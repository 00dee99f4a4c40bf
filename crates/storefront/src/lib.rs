//! Mambini storefront core.
//!
//! Cart persistence, the checkout flow and the REST client for the shop API,
//! shared by the storefront front-ends and the `mambini` CLI.
//!
//! # Modules
//!
//! - [`cart`] - line list, merge rules and durable persistence
//! - [`checkout`] - shipping, payment and order state machine
//! - [`api`] - typed client for products, orders and payments
//! - [`config`] - environment configuration
//! - [`telemetry`] - tracing subscriber and Sentry setup

#![cfg_attr(not(test), forbid(unsafe_code))]

pub mod api;
pub mod cart;
pub mod checkout;
pub mod config;
pub mod error;
pub mod state;
pub mod telemetry;

pub use error::{Result, StorefrontError};
pub use state::AppState;
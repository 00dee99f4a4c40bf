//! Payment intent lookup for reconciling failed checkouts.

use mambini_core::PaymentIntentId;
use mambini_storefront::AppState;
use mambini_storefront::error::Result;

pub async fn status(state: &AppState, id: &PaymentIntentId) -> Result<String> {
    let intent = state.api().get_payment_intent(id).await?;
    let captured = if intent.status.is_succeeded() {
        "funds captured"
    } else {
        "not captured"
    };
    Ok(format!(
        "{}  {}  {} ({captured})",
        intent.id, intent.status, intent.amount
    ))
}
//! Shared fixtures for the storefront integration tests.
//!
//! Each test gets its own [`TestShop`]: a `wiremock` server standing in for
//! the shop API and a temporary directory holding the file-backed cart, so
//! persistence is exercised the same way the CLI uses it.
//!
//! # Running Tests
//!
//! ```bash
//! cargo test -p mambini-integration-tests
//! ```

#![cfg_attr(not(test), forbid(unsafe_code))]

use std::sync::Arc;

use mambini_core::{CurrencyCode, ShippingInfo};
use mambini_storefront::AppState;
use mambini_storefront::cart::{CartHandle, FileStorage};
use mambini_storefront::config::{ApiConfig, StorefrontConfig};
use serde_json::{Value, json};
use tempfile::TempDir;
use wiremock::{MockServer, Request, Respond, ResponseTemplate};

/// Mock shop API plus a storefront wired to it.
pub struct TestShop {
    pub server: MockServer,
    pub state: AppState,
    dir: TempDir,
}

impl TestShop {
    /// Start a mock server and build state with a file-backed cart.
    ///
    /// # Panics
    ///
    /// Panics if the temporary directory or the client cannot be created.
    pub async fn start() -> Self {
        let server = MockServer::start().await;
        let dir = tempfile::tempdir().expect("Failed to create temp dir");

        let config = StorefrontConfig {
            api: ApiConfig::new(&server.uri()).expect("Mock server URI is a valid base URL"),
            storage_dir: dir.path().to_path_buf(),
            currency: CurrencyCode::EUR,
            sentry_dsn: None,
            sentry_environment: None,
        };
        let state = AppState::new(config).expect("Failed to build storefront state");

        Self { server, state, dir }
    }

    /// Open the persisted cart afresh, as a new process would.
    #[must_use]
    pub fn reopen_cart(&self) -> CartHandle {
        CartHandle::open(Arc::new(FileStorage::new(self.dir.path())))
    }

    /// Number of requests the mock API has received.
    pub async fn request_count(&self) -> usize {
        self.server
            .received_requests()
            .await
            .map_or(0, |requests| requests.len())
    }
}

/// A complete Lisbon shipping address.
#[must_use]
pub fn lisbon() -> ShippingInfo {
    ShippingInfo {
        address: "Rua Augusta 10".to_string(),
        city: "Lisboa".to_string(),
        postal_code: "1100-053".to_string(),
        phone: Some("+351 912 345 678".to_string()),
        ..ShippingInfo::default()
    }
}

/// Product body as served by `GET /products/{id}`.
#[must_use]
pub fn product_json(id: &str, name: &str, price: f64, stock: i64) -> Value {
    json!({
        "id": id,
        "name": name,
        "description": "Washed linen, relaxed fit.",
        "price": price,
        "stock": stock,
        "sizes": ["S", "M", "L"],
        "available_sizes": ["M", "L"],
        "gender": "unisex",
        "category": "jackets",
        "colors": ["black", "sand"],
        "available_colors": [],
        "images": [format!("https://cdn.mambini.pt/{id}/1.jpg")],
        "visible_images": null,
        "created_at": "2026-02-01T09:30:00Z"
    })
}

/// Order body echoing an order request, as served by `POST /orders/`.
#[must_use]
pub fn order_json(id: &str, request: &Value, total: f64) -> Value {
    let shipping = &request["shipping"];
    json!({
        "id": id,
        "user_id": "64f1c0ffee",
        "user_email": "ana@mambini.pt",
        "user_name": "Ana Silva",
        "items": request["items"],
        "total_amount": total,
        "status": "pending",
        "shipping_address": shipping["address"],
        "shipping_city": shipping["city"],
        "shipping_postal_code": shipping["postal_code"],
        "shipping_country": shipping["country"],
        "shipping_phone": shipping["phone"],
        "created_at": "2026-03-14T10:15:00.123456",
        "updated_at": "2026-03-14T10:15:00.123456",
        "notes": request["notes"],
        "payment_intent_id": request["payment_intent_id"],
        "payment_status": "succeeded"
    })
}

/// Responds to `POST /orders/` by recording the posted order.
pub struct EchoOrder {
    pub id: &'static str,
    pub total: f64,
}

impl Respond for EchoOrder {
    fn respond(&self, request: &Request) -> ResponseTemplate {
        let body: Value = serde_json::from_slice(&request.body).unwrap_or(Value::Null);
        ResponseTemplate::new(200).set_body_json(order_json(self.id, &body, self.total))
    }
}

Exercise details:
From the data, collect all lines where the string "ApiConfig" appears.

Answer below:
use mambini_storefront::config::{ApiConfig, StorefrontConfig};
            api: ApiConfig::new(&server.uri()).expect("Mock server URI is a valid base URL"),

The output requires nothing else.